(To do): Among the lines below, a stretch begins at the one with "filename crates/consolidate/src/catalog.rs" and ends at the one with "use crate::normalize::normalize;". Repeat that stretch exactly, ends included.

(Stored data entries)
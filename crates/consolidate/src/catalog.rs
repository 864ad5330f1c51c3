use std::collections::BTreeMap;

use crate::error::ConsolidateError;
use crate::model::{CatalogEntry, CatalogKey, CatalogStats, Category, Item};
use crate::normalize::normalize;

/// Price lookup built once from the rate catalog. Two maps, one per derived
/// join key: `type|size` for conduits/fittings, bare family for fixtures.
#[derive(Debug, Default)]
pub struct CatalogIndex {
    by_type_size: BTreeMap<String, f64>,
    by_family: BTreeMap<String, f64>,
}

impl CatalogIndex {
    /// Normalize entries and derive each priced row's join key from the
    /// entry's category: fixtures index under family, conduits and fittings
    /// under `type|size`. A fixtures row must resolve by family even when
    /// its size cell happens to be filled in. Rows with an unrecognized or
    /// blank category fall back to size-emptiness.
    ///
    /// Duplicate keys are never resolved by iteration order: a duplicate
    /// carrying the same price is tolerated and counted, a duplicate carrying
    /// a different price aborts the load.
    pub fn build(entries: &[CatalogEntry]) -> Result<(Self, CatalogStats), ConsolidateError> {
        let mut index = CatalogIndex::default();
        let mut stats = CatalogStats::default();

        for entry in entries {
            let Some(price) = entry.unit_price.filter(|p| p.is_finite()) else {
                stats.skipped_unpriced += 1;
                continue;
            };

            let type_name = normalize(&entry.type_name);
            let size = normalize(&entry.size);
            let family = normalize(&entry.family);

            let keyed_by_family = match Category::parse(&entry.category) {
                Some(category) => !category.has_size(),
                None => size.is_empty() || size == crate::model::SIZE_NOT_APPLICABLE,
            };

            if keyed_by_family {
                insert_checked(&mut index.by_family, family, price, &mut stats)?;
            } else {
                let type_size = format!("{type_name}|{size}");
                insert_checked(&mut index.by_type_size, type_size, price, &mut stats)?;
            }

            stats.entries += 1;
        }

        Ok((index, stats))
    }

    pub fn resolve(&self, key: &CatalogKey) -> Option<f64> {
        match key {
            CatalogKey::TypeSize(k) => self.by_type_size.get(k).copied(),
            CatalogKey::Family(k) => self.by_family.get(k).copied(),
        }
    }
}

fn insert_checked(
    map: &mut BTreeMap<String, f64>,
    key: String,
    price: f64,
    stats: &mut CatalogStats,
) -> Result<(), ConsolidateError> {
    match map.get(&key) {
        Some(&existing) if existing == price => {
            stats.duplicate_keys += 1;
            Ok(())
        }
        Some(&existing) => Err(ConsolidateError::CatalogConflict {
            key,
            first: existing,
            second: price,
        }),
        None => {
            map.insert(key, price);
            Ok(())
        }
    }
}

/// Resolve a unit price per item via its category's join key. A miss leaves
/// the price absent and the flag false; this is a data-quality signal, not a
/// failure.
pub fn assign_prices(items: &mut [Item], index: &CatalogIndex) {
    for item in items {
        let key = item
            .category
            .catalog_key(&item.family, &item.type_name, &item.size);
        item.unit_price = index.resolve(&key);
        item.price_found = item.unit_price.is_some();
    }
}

* * *

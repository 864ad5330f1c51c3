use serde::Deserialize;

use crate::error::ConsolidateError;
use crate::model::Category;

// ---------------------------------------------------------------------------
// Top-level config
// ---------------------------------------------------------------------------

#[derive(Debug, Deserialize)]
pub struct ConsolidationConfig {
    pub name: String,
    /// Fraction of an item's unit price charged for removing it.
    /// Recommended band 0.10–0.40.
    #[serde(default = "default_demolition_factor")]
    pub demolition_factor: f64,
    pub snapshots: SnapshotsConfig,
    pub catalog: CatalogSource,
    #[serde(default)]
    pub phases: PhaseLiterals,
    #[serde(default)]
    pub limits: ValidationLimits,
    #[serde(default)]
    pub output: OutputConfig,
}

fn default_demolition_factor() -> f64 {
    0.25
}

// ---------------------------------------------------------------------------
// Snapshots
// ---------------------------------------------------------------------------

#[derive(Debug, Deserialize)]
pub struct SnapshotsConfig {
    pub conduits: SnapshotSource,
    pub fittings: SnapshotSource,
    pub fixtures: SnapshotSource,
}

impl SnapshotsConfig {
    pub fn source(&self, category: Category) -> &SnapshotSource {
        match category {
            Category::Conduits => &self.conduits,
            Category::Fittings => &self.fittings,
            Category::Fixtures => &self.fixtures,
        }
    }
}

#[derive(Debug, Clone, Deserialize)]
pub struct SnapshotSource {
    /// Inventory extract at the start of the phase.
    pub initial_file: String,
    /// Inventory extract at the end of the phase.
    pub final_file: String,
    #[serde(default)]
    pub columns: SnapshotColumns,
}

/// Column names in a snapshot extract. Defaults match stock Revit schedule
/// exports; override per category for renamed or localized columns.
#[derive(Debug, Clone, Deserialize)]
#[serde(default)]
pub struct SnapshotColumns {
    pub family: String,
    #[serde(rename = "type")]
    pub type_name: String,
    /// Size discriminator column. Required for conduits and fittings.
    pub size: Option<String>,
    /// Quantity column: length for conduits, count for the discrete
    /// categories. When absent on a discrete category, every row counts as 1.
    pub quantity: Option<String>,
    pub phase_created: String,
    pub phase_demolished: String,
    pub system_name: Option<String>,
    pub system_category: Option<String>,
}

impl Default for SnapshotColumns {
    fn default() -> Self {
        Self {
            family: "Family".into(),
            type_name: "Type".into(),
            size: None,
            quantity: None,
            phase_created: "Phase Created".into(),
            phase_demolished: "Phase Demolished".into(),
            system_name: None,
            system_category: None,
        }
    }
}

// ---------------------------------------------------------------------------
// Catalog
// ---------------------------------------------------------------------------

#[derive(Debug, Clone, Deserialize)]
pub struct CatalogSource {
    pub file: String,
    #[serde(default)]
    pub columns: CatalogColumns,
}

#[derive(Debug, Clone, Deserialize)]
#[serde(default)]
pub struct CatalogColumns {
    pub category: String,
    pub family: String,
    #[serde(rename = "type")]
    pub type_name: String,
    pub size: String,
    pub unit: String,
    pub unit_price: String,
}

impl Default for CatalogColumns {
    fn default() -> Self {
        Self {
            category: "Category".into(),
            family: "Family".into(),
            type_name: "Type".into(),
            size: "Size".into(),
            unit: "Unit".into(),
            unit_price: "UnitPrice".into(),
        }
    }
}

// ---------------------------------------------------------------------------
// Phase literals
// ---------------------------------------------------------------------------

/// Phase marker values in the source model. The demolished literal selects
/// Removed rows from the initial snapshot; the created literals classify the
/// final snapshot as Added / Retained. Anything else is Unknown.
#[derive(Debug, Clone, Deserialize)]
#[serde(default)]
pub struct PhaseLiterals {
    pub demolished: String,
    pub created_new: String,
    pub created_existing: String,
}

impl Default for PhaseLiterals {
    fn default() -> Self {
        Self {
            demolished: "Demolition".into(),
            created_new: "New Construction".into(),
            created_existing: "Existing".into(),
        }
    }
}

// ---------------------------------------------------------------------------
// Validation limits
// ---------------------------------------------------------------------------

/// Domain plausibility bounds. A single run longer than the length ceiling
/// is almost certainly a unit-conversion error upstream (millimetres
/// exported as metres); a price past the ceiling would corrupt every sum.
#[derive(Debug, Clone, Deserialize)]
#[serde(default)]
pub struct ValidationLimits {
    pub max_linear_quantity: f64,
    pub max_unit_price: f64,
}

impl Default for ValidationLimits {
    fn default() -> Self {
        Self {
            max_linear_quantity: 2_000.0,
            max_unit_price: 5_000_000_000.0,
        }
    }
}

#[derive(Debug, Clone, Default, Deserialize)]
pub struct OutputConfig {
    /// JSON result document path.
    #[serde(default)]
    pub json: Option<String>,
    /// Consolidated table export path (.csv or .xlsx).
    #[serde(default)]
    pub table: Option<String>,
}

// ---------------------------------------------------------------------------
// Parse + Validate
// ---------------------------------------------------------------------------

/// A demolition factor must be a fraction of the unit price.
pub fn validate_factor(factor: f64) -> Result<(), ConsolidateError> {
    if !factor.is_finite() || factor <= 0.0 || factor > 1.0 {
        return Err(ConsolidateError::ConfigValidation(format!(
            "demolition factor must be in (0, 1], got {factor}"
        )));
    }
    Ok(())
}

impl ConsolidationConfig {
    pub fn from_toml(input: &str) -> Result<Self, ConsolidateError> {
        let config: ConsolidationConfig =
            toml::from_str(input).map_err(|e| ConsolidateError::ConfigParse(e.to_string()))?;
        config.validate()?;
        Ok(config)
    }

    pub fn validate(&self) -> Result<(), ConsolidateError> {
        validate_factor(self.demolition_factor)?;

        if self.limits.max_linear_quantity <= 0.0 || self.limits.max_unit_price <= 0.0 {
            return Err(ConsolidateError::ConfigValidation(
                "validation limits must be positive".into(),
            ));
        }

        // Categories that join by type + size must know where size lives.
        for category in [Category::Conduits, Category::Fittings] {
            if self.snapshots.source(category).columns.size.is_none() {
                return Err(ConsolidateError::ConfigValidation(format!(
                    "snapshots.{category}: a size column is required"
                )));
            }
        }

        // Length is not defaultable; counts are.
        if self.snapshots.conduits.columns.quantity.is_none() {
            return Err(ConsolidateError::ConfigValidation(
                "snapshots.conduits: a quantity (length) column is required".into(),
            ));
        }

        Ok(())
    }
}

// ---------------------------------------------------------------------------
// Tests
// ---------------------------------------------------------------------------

(Answer box):
filename crates/consolidate/src/catalog.rs
repository 864ad5330f1c51c3
use std::collections::BTreeMap;

use crate::error::ConsolidateError;
use crate::model::{CatalogEntry, CatalogKey, CatalogStats, Category, Item};
use crate::normalize::normalize;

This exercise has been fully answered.